_EXERCISE DETAILS_
Reproduce only the lines of the material below that start at the line containing "not a socket" and stop at the line containing "overrides or validation.". Keep both end lines.

_DATA PROVIDED_

//! TOML configuration parsing.
//!
//! Every section is optional; an empty file (or no file at all) yields a
//! runnable gateway with an empty primary index. Credentials are never read
//! here: the web and generative sections only name the environment variables
//! that adapters consult at call time, so a missing key surfaces as a
//! `NotConfigured` failure on the request that needs it rather than at startup.

use anyhow::{Context, Result};
use serde::Deserialize;
use std::net::SocketAddr;
use std::path::{Path, PathBuf};

#[derive(Debug, Deserialize, Clone, Default)]
pub struct Config {
    #[serde(default)]
    pub server: ServerConfig,
    #[serde(default)]
    pub cache: CacheConfig,
    #[serde(default)]
    pub primary: PrimaryConfig,
    #[serde(default)]
    pub web: WebConfig,
    #[serde(default)]
    pub generative: GenerativeConfig,
}

#[derive(Debug, Deserialize, Clone)]
pub struct ServerConfig {
    #[serde(default = "default_bind")]
    pub bind: String,
}

impl Default for ServerConfig {
    fn default() -> Self {
        Self {
            bind: default_bind(),
        }
    }
}

fn default_bind() -> String {
    "0.0.0.0:3000".to_string()
}

#[derive(Debug, Deserialize, Clone)]
pub struct CacheConfig {
    #[serde(default = "default_max_entries")]
    pub max_entries: usize,
    #[serde(default = "default_ttl_secs")]
    pub ttl_secs: u64,
}

impl Default for CacheConfig {
    fn default() -> Self {
        Self {
            max_entries: default_max_entries(),
            ttl_secs: default_ttl_secs(),
        }
    }
}

fn default_max_entries() -> usize {
    500
}
fn default_ttl_secs() -> u64 {
    300
}

#[derive(Debug, Deserialize, Clone)]
pub struct PrimaryConfig {
    /// TOML file of `[[entries]]`. Without it the primary index is empty.
    #[serde(default)]
    pub index_path: Option<PathBuf>,
    #[serde(default = "default_max_results")]
    pub max_results: usize,
}

impl Default for PrimaryConfig {
    fn default() -> Self {
        Self {
            index_path: None,
            max_results: default_max_results(),
        }
    }
}

#[derive(Debug, Deserialize, Clone)]
pub struct WebConfig {
    #[serde(default = "default_web_endpoint")]
    pub endpoint: String,
    #[serde(default = "default_web_key_env")]
    pub api_key_env: String,
    #[serde(default = "default_engine_id_env")]
    pub engine_id_env: String,
    #[serde(default = "default_max_results")]
    pub max_results: usize,
    #[serde(default = "default_web_timeout_secs")]
    pub timeout_secs: u64,
}

impl Default for WebConfig {
    fn default() -> Self {
        Self {
            endpoint: default_web_endpoint(),
            api_key_env: default_web_key_env(),
            engine_id_env: default_engine_id_env(),
            max_results: default_max_results(),
            timeout_secs: default_web_timeout_secs(),
        }
    }
}

fn default_web_endpoint() -> String {
    "https://www.googleapis.com/customsearch/v1".to_string()
}
fn default_web_key_env() -> String {
    "GOOGLE_API_KEY".to_string()
}
fn default_engine_id_env() -> String {
    "GOOGLE_CSE_ID".to_string()
}
fn default_max_results() -> usize {
    5
}
fn default_web_timeout_secs() -> u64 {
    10
}

#[derive(Debug, Deserialize, Clone)]
pub struct GenerativeConfig {
    #[serde(default = "default_generative_endpoint")]
    pub endpoint: String,
    #[serde(default = "default_generative_key_env")]
    pub api_key_env: String,
    #[serde(default = "default_model")]
    pub model: String,
    #[serde(default = "default_max_tokens")]
    pub max_tokens: u32,
    #[serde(default = "default_max_retries")]
    pub max_retries: u32,
    #[serde(default = "default_generative_timeout_secs")]
    pub timeout_secs: u64,
}

impl Default for GenerativeConfig {
    fn default() -> Self {
        Self {
            endpoint: default_generative_endpoint(),
            api_key_env: default_generative_key_env(),
            model: default_model(),
            max_tokens: default_max_tokens(),
            max_retries: default_max_retries(),
            timeout_secs: default_generative_timeout_secs(),
        }
    }
}

fn default_generative_endpoint() -> String {
    "https://api.openai.com/v1/chat/completions".to_string()
}
fn default_generative_key_env() -> String {
    "OPENAI_API_KEY".to_string()
}
fn default_model() -> String {
    "gpt-4o-mini".to_string()
}
fn default_max_tokens() -> u32 {
    512
}
fn default_max_retries() -> u32 {
    2
}
fn default_generative_timeout_secs() -> u64 {
    30
}

/// Upper bound on web results mapped into search items.
pub const WEB_RESULT_LIMIT: usize = 5;

impl Config {
    /// Replace the port of `server.bind` with `port`, keeping the host.
    pub fn apply_port(&mut self, port: u16) {
        let host = match self.server.bind.rsplit_once(':') {
            Some((host, _)) => host.to_string(),
            None => self.server.bind.clone(),
        };
        self.server.bind = format!("{}:{}", host, port);
    }

    /// Apply environment overrides (`PORT`).
    pub fn apply_env(&mut self) -> Result<()> {
        self.apply_port_override(std::env::var("PORT").ok().as_deref())
    }

    /// Apply a raw `PORT` value; `None` leaves `server.bind` untouched.
    pub fn apply_port_override(&mut self, raw: Option<&str>) -> Result<()> {
        if let Some(raw) = raw {
            let port: u16 = raw
                .trim()
                .parse()
                .with_context(|| format!("PORT is not a valid port number: '{}'", raw))?;
            self.apply_port(port);
        }
        Ok(())
    }

    pub fn validate(&self) -> Result<()> {
        if self.cache.max_entries == 0 {
            anyhow::bail!("cache.max_entries must be > 0");
        }
        if self.cache.ttl_secs == 0 {
            anyhow::bail!("cache.ttl_secs must be > 0");
        }
        if self.primary.max_results == 0 {
            anyhow::bail!("primary.max_results must be > 0");
        }
        if !(1..=WEB_RESULT_LIMIT).contains(&self.web.max_results) {
            anyhow::bail!("web.max_results must be in [1, {}]", WEB_RESULT_LIMIT);
        }
        if self.generative.model.trim().is_empty() {
            anyhow::bail!("generative.model must not be empty");
        }
        self.server
            .bind
            .parse::<SocketAddr>()
            .with_context(|| format!("server.bind is not a socket address: '{}'", self.server.bind))?;
        Ok(())
    }
}

/// Read and parse a TOML config file without env overrides or validation.
pub fn read_config_file(path: &Path) -> Result<Config> {
    let content = std::fs::read_to_string(path)
        .with_context(|| format!("Failed to read config file: {}", path.display()))?;
    toml::from_str(&content).with_context(|| "Failed to parse config file")
}

/// Load configuration from a TOML file, then apply env overrides and validate.
pub fn load_config(path: &Path) -> Result<Config> {
    let mut config = read_config_file(path)?;
    config.apply_env()?;
    config.validate()?;
    Ok(config)
}

/// Load from `path` when given, otherwise start from defaults.
pub fn load_or_default(path: Option<&Path>) -> Result<Config> {
    match path {
        Some(p) => load_config(p),
        None => {
            let mut config = Config::default();
            config.apply_env()?;
            config.validate()?;
            Ok(config)
        }
    }
}
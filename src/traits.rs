//! Capability traits for source adapters.
//!
//! The orchestrator only ever talks to these traits, never to a transport.
//! Each upstream provider (local index, web search, generative model) is
//! wrapped in one implementation, and tests substitute in-memory fakes.
//!
//! ```text
//!  ┌──────────────────────────────────────────────────┐
//!  │                  Orchestrator                    │
//!  │                                                  │
//!  │  SearchAdapter      SearchAdapter   AnswerAdapter│
//!  │  (primary index) ─▶ (web search) ─▶ (generative) │
//!  └──────────────────────────────────────────────────┘
//! ```
//!
//! # Example
//!
//! ```rust
//! use async_trait::async_trait;
//! use query_gateway::error::AdapterResult;
//! use query_gateway::models::{Query, SearchItem};
//! use query_gateway::traits::AnswerAdapter;
//!
//! pub struct EchoModel;
//!
//! #[async_trait]
//! impl AnswerAdapter for EchoModel {
//!     fn name(&self) -> &str { "echo" }
//!
//!     async fn resolve(&self, query: &Query, _ctx: &[SearchItem]) -> AdapterResult<String> {
//!         Ok(format!("You asked: {}", query))
//!     }
//! }
//! ```

use async_trait::async_trait;

use crate::error::AdapterResult;
use crate::models::{Query, SearchItem};

/// A source that answers a query with zero or more search items.
///
/// An empty vector is a valid outcome meaning "no match", distinct from a
/// failure.
#[async_trait]
pub trait SearchAdapter: Send + Sync {
    /// Short identifier used in logs (e.g. `"local"`, `"google"`).
    fn name(&self) -> &str;

    async fn resolve(
        &self,
        query: &Query,
        prior_context: &[SearchItem],
    ) -> AdapterResult<Vec<SearchItem>>;
}

/// A source that always produces free text unless the call itself fails.
#[async_trait]
pub trait AnswerAdapter: Send + Sync {
    /// Identifier reported as the `source` of generated answers (e.g. `"openai"`).
    fn name(&self) -> &str;

    /// `prior_context` is typically the (possibly empty) web search result.
    async fn resolve(&self, query: &Query, prior_context: &[SearchItem]) -> AdapterResult<String>;
}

_COMPLETED TASK_
            .with_context(|| format!("server.bind is not a socket address: '{}'", self.server.bind))?;
        Ok(())
    }
}

/// Read and parse a TOML config file without env overrides or validation.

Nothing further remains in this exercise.